Avant l’entraînement, nous avons une rencontre d’équipe d’environ 45 minutes où nous faisons un retour sur notre performance défensive contre AIK, et où le plan défensif pour notre prochain match est présenté.

On débute l’entrainement avec des répétitions de sprints sur courte distance. On enchaîne avec différentes formes de jeux réduits. Le dernier exercice de l’entraînement est surnommé “ killer football ”, et comme son nom l’indique, il a pour but de nous pousser au bout de notre capacité aérobique. À la suite de ce jeu, Beta nous rassemble en cercle. Je m’attends à ce qu’elle nous donne le mot de la fin. Elle opte plutôt pour une phrase aussi agréable à entendre que le bruit d’ongles crissant sur un tableau: mettez-vous sur la ligne. Selon elle, nous n’avons pas assez couru durant l’entraînement. Huit sprints d’une boîte de réparation à l’autre plus tard, il est plus que temps que j’aille retrouver mon divan.

Le jour suivant, on met l’emphase sur notre jeu offensif. Nos actions offensives du dernier match sont mises en revue, et le plan offensif pour notre match contre Umea nous est révélé. Bien que l’entraînement ne soit pas aussi demandant que celui de la veille, les 4x 5 minutes de 11 contre 11 ont raison de mes jambes qui, à ce point, se sentent surexploitées.

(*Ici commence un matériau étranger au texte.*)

mod display;

use std::collections::HashMap;
use std::io::{self, stdout, BufWriter, Write};
use std::sync::mpsc;
use std::thread;
use std::time::{Duration, Instant};

use crossterm::{
    cursor,
    event::{
        self, DisableMouseCapture, EnableMouseCapture, Event, KeyCode, KeyEvent, KeyEventKind,
        KeyModifiers, KeyboardEnhancementFlags, MouseButton, MouseEvent, MouseEventKind,
        PopKeyboardEnhancementFlags, PushKeyboardEnhancementFlags,
    },
    terminal, ExecutableCommand,
};
use rand::thread_rng;

use astro_dodge::compute::{apply_input, force_end, init_state, set_button_hover, update};
use astro_dodge::config::GameConfig;
use astro_dodge::entities::{GameWorld, InputIntent, Phase};

const FRAME: Duration = Duration::from_millis(33); // ≈30 FPS

/// Cap on how much of one frame delta the simulation is fed; a stalled
/// terminal must not turn into a position teleport.
const MAX_DELTA: f64 = 0.05;

/// Hard cap on one seated session; past it the state machine is told to
/// end the run.  The core only exposes the hook, the clock lives here.
const SESSION_TIME_LIMIT: Duration = Duration::from_secs(8 * 60 * 60);

// ── Simultaneous-input model ──────────────────────────────────────────────────

/// A key is considered "held" if its last press/repeat event arrived within
/// this many frames.  Covers terminals that don't emit key-release events:
/// the OS key-repeat rate is ≥ 15 Hz, so a window of 4 frames (≈133 ms) is
/// always refreshed before expiry.
const HOLD_WINDOW: u64 = 4;

/// Returns true if `key` was seen within the last `HOLD_WINDOW` frames.
fn is_held(key_frame: &HashMap<KeyCode, u64>, key: &KeyCode, frame: u64) -> bool {
    key_frame
        .get(key)
        .map(|&last| frame.saturating_sub(last) <= HOLD_WINDOW)
        .unwrap_or(false)
}

fn rect_hit(rect: (u16, u16, u16, u16), col: u16, row: u16) -> bool {
    let (left, top, right, bottom) = rect;
    col >= left && col <= right && row >= top && row <= bottom
}

// ── Game loop ─────────────────────────────────────────────────────────────────

/// Input model: a `key_frame` map records the frame number of the last
/// press/repeat event for every key; each frame, whichever direction key is
/// still "fresh" steers the ship.  Mouse movement drives the menu-button
/// hover hint and a left click on the button confirms, mirroring the
/// keyboard's Enter.
fn game_loop<W: Write>(out: &mut W, rx: &mpsc::Receiver<Event>) -> io::Result<()> {
    let mut rng = thread_rng();
    let mut world: GameWorld = init_state(GameConfig::default())
        .map_err(|e| io::Error::new(io::ErrorKind::InvalidInput, e))?;

    let mut key_frame: HashMap<KeyCode, u64> = HashMap::new();
    let mut frame: u64 = 0;
    let (mut cols, mut rows) = terminal::size()?;
    let session_start = Instant::now();
    let mut last_tick = Instant::now();

    loop {
        let frame_start = Instant::now();
        frame += 1;

        // ── Drain all pending input events (non-blocking) ─────────────────────
        while let Ok(ev) = rx.try_recv() {
            match ev {
                Event::Key(KeyEvent {
                    code,
                    kind,
                    modifiers,
                    ..
                }) => match kind {
                    // Press: record key + handle one-shot actions
                    KeyEventKind::Press => {
                        key_frame.insert(code, frame);
                        match code {
                            KeyCode::Char('q') | KeyCode::Char('Q') | KeyCode::Esc => {
                                return Ok(());
                            }
                            KeyCode::Char('c') if modifiers.contains(KeyModifiers::CONTROL) => {
                                return Ok(());
                            }
                            KeyCode::Enter | KeyCode::Char(' ') => {
                                world = apply_input(&world, InputIntent::Confirm, &mut rng);
                            }
                            _ => {}
                        }
                    }
                    // Repeat: refresh timestamp so key stays "held"
                    KeyEventKind::Repeat => {
                        key_frame.insert(code, frame);
                    }
                    // Release: remove key immediately (keyboard-enhancement path)
                    KeyEventKind::Release => {
                        key_frame.remove(&code);
                    }
                },
                Event::Mouse(MouseEvent {
                    kind, column, row, ..
                }) => match kind {
                    MouseEventKind::Moved => {
                        let hover = display::button_rect(&world, cols, rows)
                            .map_or(false, |r| rect_hit(r, column, row));
                        if hover != world.button_hover {
                            world = set_button_hover(&world, hover);
                        }
                    }
                    MouseEventKind::Down(MouseButton::Left) => {
                        let on_button = display::button_rect(&world, cols, rows)
                            .map_or(false, |r| rect_hit(r, column, row));
                        if on_button {
                            world = apply_input(&world, InputIntent::Confirm, &mut rng);
                        }
                    }
                    _ => {}
                },
                Event::Resize(c, r) => {
                    cols = c;
                    rows = r;
                }
                _ => {}
            }
        }

        // ── Held-key steering, applied once per frame ─────────────────────────
        let left = is_held(&key_frame, &KeyCode::Left, frame)
            || is_held(&key_frame, &KeyCode::Char('a'), frame)
            || is_held(&key_frame, &KeyCode::Char('A'), frame);
        let right = is_held(&key_frame, &KeyCode::Right, frame)
            || is_held(&key_frame, &KeyCode::Char('d'), frame)
            || is_held(&key_frame, &KeyCode::Char('D'), frame);
        if left && !right {
            world = apply_input(&world, InputIntent::MoveLeft, &mut rng);
        } else if right && !left {
            world = apply_input(&world, InputIntent::MoveRight, &mut rng);
        }

        // External session cap, routed through the core's hook.
        if world.phase == Phase::Playing && session_start.elapsed() > SESSION_TIME_LIMIT {
            world = force_end(&world);
        }

        let delta = last_tick.elapsed().as_secs_f64().min(MAX_DELTA);
        last_tick = Instant::now();
        world = update(&world, delta, &mut rng);

        display::render(out, &world, cols, rows)?;

        let elapsed = frame_start.elapsed();
        if elapsed < FRAME {
            thread::sleep(FRAME - elapsed);
        }
    }
}

// ── Entry point ───────────────────────────────────────────────────────────────

fn main() -> io::Result<()> {
    let raw_out = stdout();
    let mut out = BufWriter::new(raw_out);

    terminal::enable_raw_mode()?;
    out.execute(terminal::EnterAlternateScreen)?;
    out.execute(cursor::Hide)?;
    out.execute(EnableMouseCapture)?;

    // Request key-release (and key-repeat) events from the terminal.
    // Ghostty / kitty-protocol terminals support this; others fall back gracefully.
    let keyboard_enhanced = out
        .execute(PushKeyboardEnhancementFlags(
            KeyboardEnhancementFlags::REPORT_EVENT_TYPES,
        ))
        .is_ok();

    // Dedicate a thread exclusively to blocking event reads, sending them
    // through a channel so the game loop never has to block on I/O.
    let (tx, rx) = mpsc::channel::<Event>();
    thread::spawn(move || loop {
        match event::read() {
            Ok(ev) => {
                if tx.send(ev).is_err() {
                    break; // receiver dropped → program exiting
                }
            }
            Err(_) => break,
        }
    });

    let result = game_loop(&mut out, &rx);

    // Always restore the terminal
    if keyboard_enhanced {
        let _ = out.execute(PopKeyboardEnhancementFlags);
    }
    let _ = out.execute(DisableMouseCapture);
    let _ = out.execute(cursor::Show);
    let _ = out.execute(terminal::LeaveAlternateScreen);
    let _ = terminal::disable_raw_mode();

    result
}
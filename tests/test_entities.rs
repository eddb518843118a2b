use astro_dodge::compute::{init_state, start_new_game, update};
use astro_dodge::config::GameConfig;
use astro_dodge::entities::*;

use rand::rngs::StdRng;
use rand::SeedableRng;

#[test]
fn entity_clone_and_eq() {
    // Enums derive PartialEq — equality comparisons must work
    assert_eq!(Phase::Playing, Phase::Playing);
    assert_ne!(Phase::Playing, Phase::GameOver);
    assert_eq!(InputIntent::MoveLeft, InputIntent::MoveLeft);
    assert_ne!(InputIntent::MoveLeft, InputIntent::MoveRight);
    assert_ne!(InputIntent::Confirm, InputIntent::None);

    // Clone must produce an equal value
    let phase = Phase::StartMenu;
    assert_eq!(phase.clone(), Phase::StartMenu);

    let v = Velocity { x: 1.0, y: 2.0 };
    let copied = v; // Copy semantics
    assert_eq!(v, copied);
}

#[test]
fn game_world_clone_is_independent() {
    let mut rng = StdRng::seed_from_u64(42);
    let menu = update(&init_state(GameConfig::default()).unwrap(), 0.0, &mut rng);
    let original = start_new_game(&menu, &mut rng);
    let mut cloned = original.clone();

    // Mutating the clone must not affect the original
    cloned.ship_offset = 99.0;
    cloned.goodies_collected = 999;
    cloned.asteroids.push(Asteroid {
        x: 5.0,
        y: 5.0,
        speed: Velocity { x: 0.0, y: 250.0 },
        scale: 1.0,
        variant: 0,
    });
    cloned.star_layers[0][0].y = 12345.0;

    assert_eq!(original.ship_offset, 0.0);
    assert_eq!(original.goodies_collected, 0);
    assert!(original.asteroids.is_empty());
    assert_ne!(original.star_layers[0][0].y, 12345.0);
}

#[test]
fn high_score_pair_compares_as_a_unit() {
    let a = HighScore { meters: 10.0, goodies: 3 };
    let b = HighScore { meters: 10.0, goodies: 3 };
    let c = HighScore { meters: 10.0, goodies: 4 };
    assert_eq!(a, b);
    assert_ne!(a, c);
}
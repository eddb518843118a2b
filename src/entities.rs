/// All game entity types — pure data, no logic.

use crate::config::GameConfig;

/// Coarse game state; `NotStarted` exists only until the first tick
/// brings up the starfield and lands in the start menu.
#[derive(Clone, Debug, PartialEq)]
pub enum Phase {
    NotStarted,
    StartMenu,
    Playing,
    GameOver,
}

/// Normalized control signal produced by the input adapter.  The core
/// never sees raw device events, only these intents.
#[derive(Clone, Copy, Debug, PartialEq)]
pub enum InputIntent {
    MoveLeft,
    MoveRight,
    /// Start or restart a game from a menu screen.
    Confirm,
    None,
}

#[derive(Clone, Copy, Debug, PartialEq)]
pub struct Velocity {
    /// Pixels per second, scaled by the global speed boost when applied.
    pub x: f64,
    pub y: f64,
}

// ── Starfield ─────────────────────────────────────────────────────────────────

/// One background star.  Stars live in layers; a star's radius and speed
/// encode its layer's depth, which is all the renderer needs for parallax.
#[derive(Clone, Debug, PartialEq)]
pub struct Star {
    pub x: f64,
    pub y: f64,
    pub radius: f64,
    pub speed: Velocity,
}

// ── Falling entities ──────────────────────────────────────────────────────────

#[derive(Clone, Debug, PartialEq)]
pub struct Asteroid {
    pub x: f64,
    pub y: f64,
    pub speed: Velocity,
    /// Uniform in [0.75, 1.25); scales both the sprite and the hit-box.
    pub scale: f64,
    /// Sprite index resolved by the renderer; no gameplay effect.
    pub variant: usize,
}

/// Collectable with a fixed size and no hazard.
#[derive(Clone, Debug, PartialEq)]
pub struct Goodie {
    pub x: f64,
    pub y: f64,
    pub speed: Velocity,
}

// ── Session bookkeeping ───────────────────────────────────────────────────────

/// Best distance so far, paired with the goodie count of that same run.
/// The pair only changes together, and only when the distance is beaten.
#[derive(Clone, Debug, PartialEq)]
pub struct HighScore {
    pub meters: f64,
    pub goodies: u32,
}

// ── Master game state ─────────────────────────────────────────────────────────

/// The entire game state.  Cloneable so pure update functions can
/// return a new copy without mutating the original.  Lives for the whole
/// process: `start_new_game` resets the per-session fields but the struct
/// itself (and with it the high score) is never rebuilt.
#[derive(Clone, Debug)]
pub struct GameWorld {
    pub phase: Phase,
    pub lives: u32,
    /// Distance traveled this session, in meters.  A fixed per-tick counter.
    pub meters: f64,
    pub goodies_collected: u32,
    /// Global multiplier on all velocities and input sensitivity; ≥ 1.0,
    /// ramps up every playing tick and only resets on a crash.
    pub speed_boost: f64,
    pub high_score: HighScore,
    /// Horizontal offset of the ship from its centered home position.
    pub ship_offset: f64,
    /// Crash window: cosmetic flag + frame counter driving the hurt sprite.
    pub crash: bool,
    pub crash_frames: u32,
    /// Renderer hint: whether the pointer is over the visible menu button.
    pub button_hover: bool,
    /// Parallax layers, farthest first.  Fixed population for the session.
    pub star_layers: Vec<Vec<Star>>,
    pub asteroids: Vec<Asteroid>,
    pub goodies: Vec<Goodie>,
    /// Ticks spent playing this session; collaborators derive play time
    /// from it.
    pub frame: u64,
    /// The configuration this world was built with, threaded through every
    /// computation instead of living in globals.
    pub config: GameConfig,
}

L’entraînement du vendredi est optionnel, et Eve et moi n’hésitons pas à prendre une journée de repos.

L’entraînement du samedi matin vient mettre un frein à notre préparation habituelle. Meli, notre première gardienne, se blesse. Normalement, nous ferions appel à notre seconde gardienne, mais elle est également blessée. Notre 3e gardienne? Elle a pris la décision d’arrêter le soccer la semaine dernière. Nous avons également une quatrième gardienne, notre entraîneur adjointe de 36 ans, et une cinquième gardienne, une jeune joueuse prometteuse de 16 ans, en cas d’urgence. Exceptionnellement, notre entraîneur assistante est à l’extérieur du pays cette fin de semaine, et la jeune gardienne a contracté la varicelle. Donc, contre toute attente, nous n’avons présentement personne pouvant s’aligner dans les buts lundi. C’est le début de 48 h d’enfer pour nos entraîneurs, qui se démènent pour tenter de trouver une solution.

 

Le dimanche, à la suite de plusieurs heures de négociations et très peu d’heures de sommeil pour Beta et Lovisa, nous nous envolons vers Umea avec Meli, notre première gardienne blessée, ainsi qu’une gardienne fraîchement acquise d’un club avoisinant. Le problème, c’est que son transfert ne peut être accepté qu’un jour de semaine. Il faudra donc attendre à demain, jour du match, pour savoir si elle pourra jouer.

 

À 16 h 30 lundi, 2 h 30 avant le match, le transfert est refusé. Nous nous rapprochons de plus en plus de notre scénario de dernier recours : une joueuse de terrain devant nos filets. Avant que cela ne devienne réalité, Meli tentera d’abord de se réchauffer. Si elle s’en sent capable, c’est elle qui défendra notre but.

 

Après l’échauffement, nous avons la confirmation que Meli pourra prendre part au match, mais qu’elle ne pourra ni courir ni dégager le ballon. Je m’aligne au centre de notre ligne défensive avec comme seule directive de ne rien laisser passer derrière. Vingt minutes après le début du match, Beta réalise que la ligne offensive d’Umea ne pose pas de réelle menace pour nous en profondeur, elle me fait donc passer latérale gauche. Quelques minutes avant la fin de la première mi-temps, nous marquons sur corner. En seconde mi-temps, notre objectif est de créer un écart plus confortable entre nous et nos adversaires.

 

Je ne m’attendais pas à être celle qui concrétise cet écart.
 

À la 76e minute, je termine un centre dévié en deux touches, et je saute dans les airs avant de me retrouver dans les bras de notre capitaine Sheila, soulagée que ce match soit presque hors de portée pour Umea et heureuse d’avoir marqué mon premier but professionnel.

 

Quinze minutes plus tard, les trois coups de sifflet de l’arbitre viennent confirmer notre victoire et mettent fin à 48 heures d’incertitude pour nous.

 

Il y a certains jours où tout se déroule comme sur des roulettes, et d’autres jours où les roulettes sont soudainement carrées et plus rien ne semble vouloir avancer. Cette fin de semaine a su tester notre capacité d’adaptation, et malgré nos roulettes carrées, nous avons trouvé un moyen de gagner.